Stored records
####

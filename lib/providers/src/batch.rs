//! Corpus ingestion: embed every record in fixed-size batches.

use pawmatch_core::{AnimalRecord, EmbeddingProvider, EmbeddingVector};
use serde::{Deserialize, Serialize};
use std::time::Duration;
use tracing::{info, warn};

#[derive(Debug, Clone, PartialEq, Eq, Serialize, Deserialize)]
#[serde(default)]
pub struct BatchConfig {
    pub batch_size: usize,
    /// Pause between batches
    pub pause_ms: u64,
    /// Pause after a failed batch, before per-item fallback
    pub failure_pause_ms: u64,
}

impl Default for BatchConfig {
    fn default() -> Self {
        Self {
            batch_size: 100,
            pause_ms: 100,
            failure_pause_ms: 1000,
        }
    }
}

/// Embeddings aligned with the input records, plus the uids that got a
/// zero-vector placeholder.
#[derive(Debug, Clone)]
pub struct BatchOutcome {
    pub embeddings: Vec<EmbeddingVector>,
    pub failed: Vec<String>,
}

pub struct BatchEmbedder<P> {
    provider: P,
    config: BatchConfig,
}

impl<P: EmbeddingProvider> BatchEmbedder<P> {
    pub fn new(provider: P, config: BatchConfig) -> Self {
        Self { provider, config }
    }

    pub fn provider(&self) -> &P {
        &self.provider
    }

    /// Embed each record's `embedding_text`.
    ///
    /// A failed batch falls back to one call per item. Items that still fail,
    /// or have no text, get a zero vector and are listed in `failed`.
    pub async fn embed_records(&self, records: &[AnimalRecord]) -> BatchOutcome {
        let dimension = self.provider.dimension();
        let batch_size = self.config.batch_size.max(1);
        let mut slots: Vec<Option<Vec<f32>>> = vec![None; records.len()];

        let todo: Vec<usize> = (0..records.len())
            .filter(|&i| !records[i].embedding_text.trim().is_empty())
            .collect();
        let batches = todo.len().div_ceil(batch_size);

        for (batch_no, chunk) in todo.chunks(batch_size).enumerate() {
            if batch_no > 0 {
                pause(self.config.pause_ms).await;
            }

            let texts: Vec<&str> = chunk
                .iter()
                .map(|&i| records[i].embedding_text.as_str())
                .collect();

            match self.provider.embed_batch(&texts).await {
                Ok(vectors) if vectors.len() == chunk.len() => {
                    for (&i, vector) in chunk.iter().zip(vectors) {
                        slots[i] = Some(vector);
                    }
                }
                outcome => {
                    match outcome {
                        Ok(vectors) => warn!(
                            batch = batch_no + 1,
                            expected = chunk.len(),
                            got = vectors.len(),
                            "batch returned wrong number of vectors, embedding items one by one"
                        ),
                        Err(e) => warn!(
                            batch = batch_no + 1,
                            error = %e,
                            "batch embedding failed, embedding items one by one"
                        ),
                    }
                    pause(self.config.failure_pause_ms).await;

                    for &i in chunk {
                        match self.provider.embed(&records[i].embedding_text).await {
                            Ok(vector) => slots[i] = Some(vector),
                            Err(e) => warn!(uid = %records[i].uid, error = %e, "item embedding failed"),
                        }
                    }
                }
            }

            info!(batch = batch_no + 1, batches, "embedding batch done");
        }

        let mut embeddings = Vec::with_capacity(records.len());
        let mut failed = Vec::new();
        for (record, slot) in records.iter().zip(slots) {
            match slot.filter(|v| v.len() == dimension) {
                Some(vector) => embeddings.push(EmbeddingVector::new(record.uid.clone(), vector)),
                None => {
                    embeddings.push(EmbeddingVector::zeros(record.uid.clone(), dimension));
                    failed.push(record.uid.clone());
                }
            }
        }

        if !failed.is_empty() {
            warn!(failed = failed.len(), total = records.len(), "some records have placeholder embeddings");
        }
        BatchOutcome { embeddings, failed }
    }
}

async fn pause(ms: u64) {
    if ms > 0 {
        tokio::time::sleep(Duration::from_millis(ms)).await;
    }
}

#[cfg(test)]
mod tests {
    use super::*;
    use pawmatch_core::mock::MockEmbeddingProvider;
    use pawmatch_core::AdoptionState;

    fn no_pause(batch_size: usize) -> BatchConfig {
        BatchConfig {
            batch_size,
            pause_ms: 0,
            failure_pause_ms: 0,
        }
    }

    fn records(n: usize) -> Vec<AnimalRecord> {
        (0..n)
            .map(|i| {
                AnimalRecord::new(i.to_string(), format!("동물{}", i), AdoptionState::Available)
                    .with_embedding_text(format!("설명 {}", i))
            })
            .collect()
    }

    #[tokio::test]
    async fn test_embeds_in_batches() {
        let embedder = BatchEmbedder::new(MockEmbeddingProvider::new(4), no_pause(2));
        let outcome = embedder.embed_records(&records(5)).await;

        assert_eq!(outcome.embeddings.len(), 5);
        assert!(outcome.failed.is_empty());
        assert_eq!(embedder.provider().calls(), 3);
        for (i, embedding) in outcome.embeddings.iter().enumerate() {
            assert_eq!(embedding.source(), i.to_string());
            assert!(!embedding.is_zero());
        }
    }

    #[tokio::test]
    async fn test_failed_batch_falls_back_per_item() {
        let provider = MockEmbeddingProvider::new(4).with_poisoned("설명 1");
        let embedder = BatchEmbedder::new(provider, no_pause(3));
        let outcome = embedder.embed_records(&records(3)).await;

        assert_eq!(outcome.failed, vec!["1".to_string()]);
        assert!(outcome.embeddings[1].is_zero());
        assert!(!outcome.embeddings[0].is_zero());
        assert!(!outcome.embeddings[2].is_zero());
        // one batch call plus three item calls
        assert_eq!(embedder.provider().calls(), 4);
    }

    #[tokio::test]
    async fn test_records_without_text_are_placeholders() {
        let mut input = records(2);
        input[0].embedding_text.clear();
        let embedder = BatchEmbedder::new(MockEmbeddingProvider::new(4), no_pause(10));
        let outcome = embedder.embed_records(&input).await;

        assert_eq!(outcome.failed, vec!["0".to_string()]);
        assert_eq!(outcome.embeddings[0].dim(), 4);
        assert_eq!(embedder.provider().calls(), 1);
    }
}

####

All lines of the data that hold "info" need to be copied.

use tracing::{info, warn};
            info!(batch = batch_no + 1, batches, "embedding batch done");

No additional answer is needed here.